─── LISTED ENTRIES ───
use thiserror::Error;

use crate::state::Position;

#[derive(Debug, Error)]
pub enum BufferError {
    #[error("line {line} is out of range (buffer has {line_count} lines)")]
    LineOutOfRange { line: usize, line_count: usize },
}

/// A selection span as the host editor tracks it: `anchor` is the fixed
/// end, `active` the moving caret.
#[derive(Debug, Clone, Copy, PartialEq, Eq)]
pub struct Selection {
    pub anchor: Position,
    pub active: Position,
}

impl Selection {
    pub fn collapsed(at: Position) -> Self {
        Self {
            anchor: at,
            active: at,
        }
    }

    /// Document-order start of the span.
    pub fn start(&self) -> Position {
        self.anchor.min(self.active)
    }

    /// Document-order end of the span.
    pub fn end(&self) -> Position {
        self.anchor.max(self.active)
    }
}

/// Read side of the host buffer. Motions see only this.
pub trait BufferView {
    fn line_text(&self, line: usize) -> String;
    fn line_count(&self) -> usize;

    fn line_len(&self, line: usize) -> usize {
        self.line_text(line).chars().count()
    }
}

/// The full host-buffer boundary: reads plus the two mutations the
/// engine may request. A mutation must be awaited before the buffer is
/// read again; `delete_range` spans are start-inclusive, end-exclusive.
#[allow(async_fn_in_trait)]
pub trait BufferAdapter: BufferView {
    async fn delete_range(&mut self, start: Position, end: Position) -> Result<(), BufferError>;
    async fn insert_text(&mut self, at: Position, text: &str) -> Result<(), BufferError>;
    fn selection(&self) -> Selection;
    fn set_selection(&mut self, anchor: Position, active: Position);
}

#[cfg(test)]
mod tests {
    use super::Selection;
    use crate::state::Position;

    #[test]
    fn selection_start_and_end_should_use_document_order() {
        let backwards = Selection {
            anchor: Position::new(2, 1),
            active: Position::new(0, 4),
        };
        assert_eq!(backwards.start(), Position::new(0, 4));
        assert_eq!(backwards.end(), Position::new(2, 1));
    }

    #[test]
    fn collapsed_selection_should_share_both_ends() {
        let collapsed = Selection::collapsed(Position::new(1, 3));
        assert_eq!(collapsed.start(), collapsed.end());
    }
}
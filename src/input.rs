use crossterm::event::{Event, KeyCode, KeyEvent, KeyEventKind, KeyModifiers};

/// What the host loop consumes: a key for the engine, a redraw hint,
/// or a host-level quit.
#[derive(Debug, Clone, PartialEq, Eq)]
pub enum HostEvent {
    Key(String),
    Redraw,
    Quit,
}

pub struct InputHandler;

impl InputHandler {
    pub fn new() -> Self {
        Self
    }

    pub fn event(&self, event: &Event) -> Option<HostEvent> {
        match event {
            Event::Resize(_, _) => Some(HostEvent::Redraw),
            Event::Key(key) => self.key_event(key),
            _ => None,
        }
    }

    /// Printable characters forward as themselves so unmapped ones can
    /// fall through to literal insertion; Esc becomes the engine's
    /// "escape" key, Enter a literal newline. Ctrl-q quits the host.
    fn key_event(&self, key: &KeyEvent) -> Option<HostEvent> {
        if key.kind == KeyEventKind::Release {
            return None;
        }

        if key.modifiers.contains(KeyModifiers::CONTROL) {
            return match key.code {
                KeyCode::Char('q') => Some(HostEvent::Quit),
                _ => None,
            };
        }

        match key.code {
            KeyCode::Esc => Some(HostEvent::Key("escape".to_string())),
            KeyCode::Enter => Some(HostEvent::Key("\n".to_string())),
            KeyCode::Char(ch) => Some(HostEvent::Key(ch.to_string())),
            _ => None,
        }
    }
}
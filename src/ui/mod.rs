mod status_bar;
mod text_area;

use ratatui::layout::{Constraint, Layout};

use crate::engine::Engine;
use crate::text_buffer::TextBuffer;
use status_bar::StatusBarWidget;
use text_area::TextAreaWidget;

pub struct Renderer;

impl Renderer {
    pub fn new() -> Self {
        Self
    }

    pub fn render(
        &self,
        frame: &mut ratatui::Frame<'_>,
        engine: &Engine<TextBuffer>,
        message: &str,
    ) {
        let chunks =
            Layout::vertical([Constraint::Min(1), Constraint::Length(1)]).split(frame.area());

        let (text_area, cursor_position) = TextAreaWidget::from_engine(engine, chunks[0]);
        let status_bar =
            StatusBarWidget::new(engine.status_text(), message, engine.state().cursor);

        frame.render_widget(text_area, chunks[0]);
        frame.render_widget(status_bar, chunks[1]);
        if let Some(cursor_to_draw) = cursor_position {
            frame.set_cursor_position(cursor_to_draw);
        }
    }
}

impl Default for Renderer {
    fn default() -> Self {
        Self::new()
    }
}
───
WHAT TO DO:
Each entry above is to be written out exactly.

YOUR SOLUTION:
use thiserror::Error;

use crate::state::Position;

#[derive(Debug, Error)]
pub enum BufferError {
    #[error("line {line} is out of range (buffer has {line_count} lines)")]
    LineOutOfRange { line: usize, line_count: usize },
}

/// A selection span as the host editor tracks it: `anchor` is the fixed
/// end, `active` the moving caret.
#[derive(Debug, Clone, Copy, PartialEq, Eq)]
pub struct Selection {
    pub anchor: Position,
    pub active: Position,
}

impl Selection {
    pub fn collapsed(at: Position) -> Self {
        Self {
            anchor: at,
            active: at,
        }
    }

    /// Document-order start of the span.
    pub fn start(&self) -> Position {
        self.anchor.min(self.active)
    }

    /// Document-order end of the span.
    pub fn end(&self) -> Position {
        self.anchor.max(self.active)
    }
}

/// Read side of the host buffer. Motions see only this.
pub trait BufferView {
    fn line_text(&self, line: usize) -> String;
    fn line_count(&self) -> usize;

    fn line_len(&self, line: usize) -> usize {
        self.line_text(line).chars().count()
    }
}

/// The full host-buffer boundary: reads plus the two mutations the
/// engine may request. A mutation must be awaited before the buffer is
/// read again; `delete_range` spans are start-inclusive, end-exclusive.
#[allow(async_fn_in_trait)]
pub trait BufferAdapter: BufferView {
    async fn delete_range(&mut self, start: Position, end: Position) -> Result<(), BufferError>;
    async fn insert_text(&mut self, at: Position, text: &str) -> Result<(), BufferError>;
    fn selection(&self) -> Selection;
    fn set_selection(&mut self, anchor: Position, active: Position);
}

#[cfg(test)]
mod tests {
    use super::Selection;
    use crate::state::Position;

    #[test]
    fn selection_start_and_end_should_use_document_order() {
        let backwards = Selection {
            anchor: Position::new(2, 1),
            active: Position::new(0, 4),
        };
        assert_eq!(backwards.start(), Position::new(0, 4));
        assert_eq!(backwards.end(), Position::new(2, 1));
    }

    #[test]
    fn collapsed_selection_should_share_both_ends() {
        let collapsed = Selection::collapsed(Position::new(1, 3));
        assert_eq!(collapsed.start(), collapsed.end());
    }
}
filename src/input.rs
use crossterm::event::{Event, KeyCode, KeyEvent, KeyEventKind, KeyModifiers};

/// What the host loop consumes: a key for the engine, a redraw hint,
/// or a host-level quit.
#[derive(Debug, Clone, PartialEq, Eq)]
pub enum HostEvent {
    Key(String),
    Redraw,
    Quit,
}

pub struct InputHandler;

impl InputHandler {
    pub fn new() -> Self {
        Self
    }

    pub fn event(&self, event: &Event) -> Option<HostEvent> {
        match event {
            Event::Resize(_, _) => Some(HostEvent::Redraw),
            Event::Key(key) => self.key_event(key),
            _ => None,
        }
    }

    /// Printable characters forward as themselves so unmapped ones can
    /// fall through to literal insertion; Esc becomes the engine's
    /// "escape" key, Enter a literal newline. Ctrl-q quits the host.
    fn key_event(&self, key: &KeyEvent) -> Option<HostEvent> {
        if key.kind == KeyEventKind::Release {
            return None;
        }

        if key.modifiers.contains(KeyModifiers::CONTROL) {
            return match key.code {
                KeyCode::Char('q') => Some(HostEvent::Quit),
                _ => None,
            };
        }

        match key.code {
            KeyCode::Esc => Some(HostEvent::Key("escape".to_string())),
            KeyCode::Enter => Some(HostEvent::Key("\n".to_string())),
            KeyCode::Char(ch) => Some(HostEvent::Key(ch.to_string())),
            _ => None,
        }
    }
}
filename src/ui/mod.rs
mod status_bar;
mod text_area;

use ratatui::layout::{Constraint, Layout};

use crate::engine::Engine;
use crate::text_buffer::TextBuffer;
use status_bar::StatusBarWidget;
use text_area::TextAreaWidget;

pub struct Renderer;

impl Renderer {
    pub fn new() -> Self {
        Self
    }

    pub fn render(
        &self,
        frame: &mut ratatui::Frame<'_>,
        engine: &Engine<TextBuffer>,
        message: &str,
    ) {
        let chunks =
            Layout::vertical([Constraint::Min(1), Constraint::Length(1)]).split(frame.area());

        let (text_area, cursor_position) = TextAreaWidget::from_engine(engine, chunks[0]);
        let status_bar =
            StatusBarWidget::new(engine.status_text(), message, engine.state().cursor);

        frame.render_widget(text_area, chunks[0]);
        frame.render_widget(status_bar, chunks[1]);
        if let Some(cursor_to_draw) = cursor_position {
            frame.set_cursor_position(cursor_to_draw);
        }
    }
}

impl Default for Renderer {
    fn default() -> Self {
        Self::new()
    }
}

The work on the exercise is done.